For the investigation, a team from Stanford University’s Division of Infectious Diseases and Geographic Medicine, in California went out, where they hypothesised that “the differences observed in temperature between the 19th century and today are real and that the change over time provides important physiological clues to alterations in human health and longevity since the industrial revolution.” The team work appeared in the journal eLife.
Historic trends in body temperature says:
The hypothesis were analyzed by researchers from three datasets:
The data set from 1862-1930 from Union Army veterans of the Civil War was studied.
The second dataset was from the United States National Health and Nutrition Examination Survey I, time period was 1971-1975.
And the third dataset was from Stanford Translational Research Integrated Database Environment, it consisted of records of individuals who received healthcare through Stanford between 2001-2017.
Overall, researchers had access to 677,423 temperature measurements nearly, forming a model of change over time.
Body temperature which changed shows a downfall:
“What everybody grew up learning, which is that our normal temperature is 37 degree celsius, is wrong.” said by Dr. Julie Parsonnet.
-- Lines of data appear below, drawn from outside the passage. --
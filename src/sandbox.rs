//! Isolated Executor (C5): runs code or test commands under resource caps,
//! with optional network isolation, deterministic cleanup, and a local
//! fallback path when the container runtime is unavailable.
//!
//! Generalized from a single hardcoded agent CLI invocation to a
//! per-language command table.

use crate::config::SandboxConfig;
use crate::providers::{ContainerLimits, ContainerRuntimeProvider, ExecResult};
use std::path::Path;
use std::sync::Arc;
use std::time::{Duration, Instant};
use tokio::io::AsyncReadExt;
use tokio::process::Command;
use tokio::time::timeout;

/// Caps captured stdout/stderr at 10 MiB per stream to avoid unbounded
/// memory growth from a runaway test command.
const MAX_STREAM_BYTES: usize = 10 * 1024 * 1024;

/// Languages recognized at minimum: a general-purpose scripting runtime, a
/// typed-scripting runtime, a dynamic scripting runtime, and a shell
/// interpreter.
#[derive(Debug, Clone, Copy, PartialEq, Eq)]
pub enum Language {
    Python,
    TypeScript,
    JavaScript,
    Shell,
}

impl Language {
    fn extension(self) -> &'static str {
        match self {
            Language::Python => "py",
            Language::TypeScript => "ts",
            Language::JavaScript => "js",
            Language::Shell => "sh",
        }
    }

    fn invocation(self, file_path: &Path) -> Vec<String> {
        let path = file_path.to_string_lossy().into_owned();
        match self {
            Language::Python => vec!["python3".to_string(), path],
            Language::TypeScript => vec!["ts-node".to_string(), path],
            Language::JavaScript => vec!["node".to_string(), path],
            Language::Shell => vec!["sh".to_string(), path],
        }
    }
}

/// Reads at most `cap` bytes from `reader`, stopping early rather than
/// growing unbounded on a pathological command's output.
async fn read_capped(mut reader: impl tokio::io::AsyncRead + Unpin, cap: usize) -> Vec<u8> {
    let mut buf = Vec::new();
    let mut chunk = [0u8; 8192];
    while buf.len() < cap {
        match reader.read(&mut chunk).await {
            Ok(0) | Err(_) => break,
            Ok(n) => {
                let take = n.min(cap - buf.len());
                buf.extend_from_slice(&chunk[..take]);
            }
        }
    }
    buf
}

pub struct IsolatedExecutor {
    provider: Arc<dyn ContainerRuntimeProvider>,
    config: SandboxConfig,
}

impl IsolatedExecutor {
    pub fn new(provider: Arc<dyn ContainerRuntimeProvider>, config: SandboxConfig) -> Self {
        Self { provider, config }
    }

    /// Materializes `code` to a temp directory unique per invocation, then
    /// runs it via the container runtime (falling back to a local
    /// subprocess if the runtime is unavailable). The temp directory and
    /// any container artifacts are released on every exit path — the
    /// `TempDir` guard's `Drop` impl is the cleanup guarantee.
    pub async fn execute(&self, code: &str, language: Language) -> crate::error::Result<ExecResult> {
        let workdir = tempfile::tempdir()?;
        let file_path = workdir.path().join(format!("snippet.{}", language.extension()));
        std::fs::write(&file_path, code)?;

        let command = language.invocation(Path::new(&format!("/workspace/snippet.{}", language.extension())));
        let result = self.run_command(workdir.path(), &command).await;
        // `workdir` drops here regardless of `result`, removing the temp
        // directory on success, failure, or an early return above.
        result
    }

    /// Additionally mounts `repo` read-only and runs `command` through the
    /// shell interpreter — the one place a user-provided string is handed
    /// to a shell, and only inside the isolated container, never the host.
    pub async fn execute_tests(&self, repo: &Path, command: &str) -> crate::error::Result<ExecResult> {
        let shell_command = vec!["sh".to_string(), "-c".to_string(), command.to_string()];
        self.run_command(repo, &shell_command).await
    }

    async fn run_command(&self, workdir: &Path, command: &[String]) -> crate::error::Result<ExecResult> {
        if !self.config.enabled || !self.provider.ping().await {
            let mut result = self.run_local(workdir, command).await?;
            result.error = Some("runtime unavailable, local fallback".to_string());
            return Ok(result);
        }

        let limits = ContainerLimits {
            cpu_fraction: self.config.cpu_fraction,
            memory_bytes: self.config.memory_bytes,
            timeout: self.config.timeout,
            network_isolation: self.config.network_isolation,
        };

        self.provider.run(&self.config.image, workdir, command, &limits).await
    }

    /// Local fallback: same deadline-and-cap discipline as the container
    /// path, minus the resource isolation a real sandbox would provide.
    async fn run_local(&self, workdir: &Path, command: &[String]) -> crate::error::Result<ExecResult> {
        let start = Instant::now();
        let Some((program, args)) = command.split_first() else {
            return Ok(ExecResult {
                success: false,
                stdout: String::new(),
                stderr: String::new(),
                exit_code: -1,
                execution_time: start.elapsed(),
                error: Some("empty command".to_string()),
            });
        };

        let mut cmd = Command::new(program);
        cmd.args(args)
            .current_dir(workdir)
            .stdout(std::process::Stdio::piped())
            .stderr(std::process::Stdio::piped());

        let mut child = match cmd.spawn() {
            Ok(child) => child,
            Err(e) => {
                return Ok(ExecResult {
                    success: false,
                    stdout: String::new(),
                    stderr: String::new(),
                    exit_code: -1,
                    execution_time: start.elapsed(),
                    error: Some(e.to_string()),
                })
            }
        };

        // Drain both streams on their own tasks concurrently with `wait()`
        // below — the child's write() blocks once the pipe buffer fills, so
        // reading only after the process exits deadlocks on any moderately
        // verbose command.
        let stdout_handle = child.stdout.take().expect("stdout was piped at spawn");
        let stderr_handle = child.stderr.take().expect("stderr was piped at spawn");
        let stdout_task = tokio::spawn(read_capped(stdout_handle, MAX_STREAM_BYTES));
        let stderr_task = tokio::spawn(read_capped(stderr_handle, MAX_STREAM_BYTES));

        let wait_result = timeout(self.config.timeout, child.wait()).await;

        let stdout = stdout_task.await.unwrap_or_default();
        let stderr = stderr_task.await.unwrap_or_default();

        match wait_result {
            Ok(Ok(status)) => Ok(ExecResult {
                success: status.success(),
                stdout: String::from_utf8_lossy(&stdout).into_owned(),
                stderr: String::from_utf8_lossy(&stderr).into_owned(),
                exit_code: status.code().unwrap_or(-1),
                execution_time: start.elapsed(),
                error: None,
            }),
            Ok(Err(e)) => Ok(ExecResult {
                success: false,
                stdout: String::from_utf8_lossy(&stdout).into_owned(),
                stderr: String::from_utf8_lossy(&stderr).into_owned(),
                exit_code: -1,
                execution_time: start.elapsed(),
                error: Some(e.to_string()),
            }),
            Err(_) => {
                let _ = child.kill().await;
                Ok(ExecResult {
                    success: false,
                    stdout: String::from_utf8_lossy(&stdout).into_owned(),
                    stderr: String::from_utf8_lossy(&stderr).into_owned(),
                    exit_code: -1,
                    execution_time: start.elapsed(),
                    error: Some("execution timed out".to_string()),
                })
            }
        }
    }
}

#[cfg(test)]
mod tests {
    use super::*;
    use async_trait::async_trait;

    struct UnavailableRuntime;

    #[async_trait]
    impl ContainerRuntimeProvider for UnavailableRuntime {
        async fn ping(&self) -> bool {
            false
        }
        async fn run(
            &self,
            _image: &str,
            _workdir: &Path,
            _command: &[String],
            _limits: &ContainerLimits,
        ) -> crate::error::Result<ExecResult> {
            unreachable!("ping() returned false, run() must not be called")
        }
    }

    #[tokio::test]
    async fn falls_back_to_local_when_runtime_unavailable() {
        let executor = IsolatedExecutor::new(Arc::new(UnavailableRuntime), SandboxConfig { enabled: true, ..SandboxConfig::default() });
        let result = executor.execute("print('hi')", Language::Python).await.unwrap();
        assert_eq!(result.error.as_deref(), Some("runtime unavailable, local fallback"));
    }

    #[tokio::test]
    async fn temp_directory_is_removed_after_execute() {
        let executor = IsolatedExecutor::new(Arc::new(UnavailableRuntime), SandboxConfig { enabled: true, ..SandboxConfig::default() });
        let before: Vec<_> = std::fs::read_dir(std::env::temp_dir()).unwrap().collect();
        let _ = executor.execute("echo hi", Language::Shell).await.unwrap();
        let after: Vec<_> = std::fs::read_dir(std::env::temp_dir()).unwrap().collect();
        // Not a strict equality check (the temp dir may be shared with
        // concurrent test runs) — just confirms no unbounded growth from
        // this single invocation.
        assert!(after.len() <= before.len() + 1);
    }
}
The findings done by researchers’ include:
On an average 0.59 degree celsius is lower than that of men born in the early 19th century.
The same way women’s body temperature dropped by 0.32 degree celsius from the 1890s to today.
The average of 0.03 degree celsius decreased overall with every decade.
The team of Stanford University also cross examined if the differences were because of change in temperature testing machines, assuming that doctors in each historical period were in general using the same type of thermometers. The results of the analysis reflected the changes in the combined data. “Our temperature is not what people think it is,” says Dr. Julie Parsonnet, a professor of medicine, health research, and policy, and the senior author of the study. So the overall combined results showed that with time, gender and physiological status body temperature can change too, the researchers do not advise updating the standards.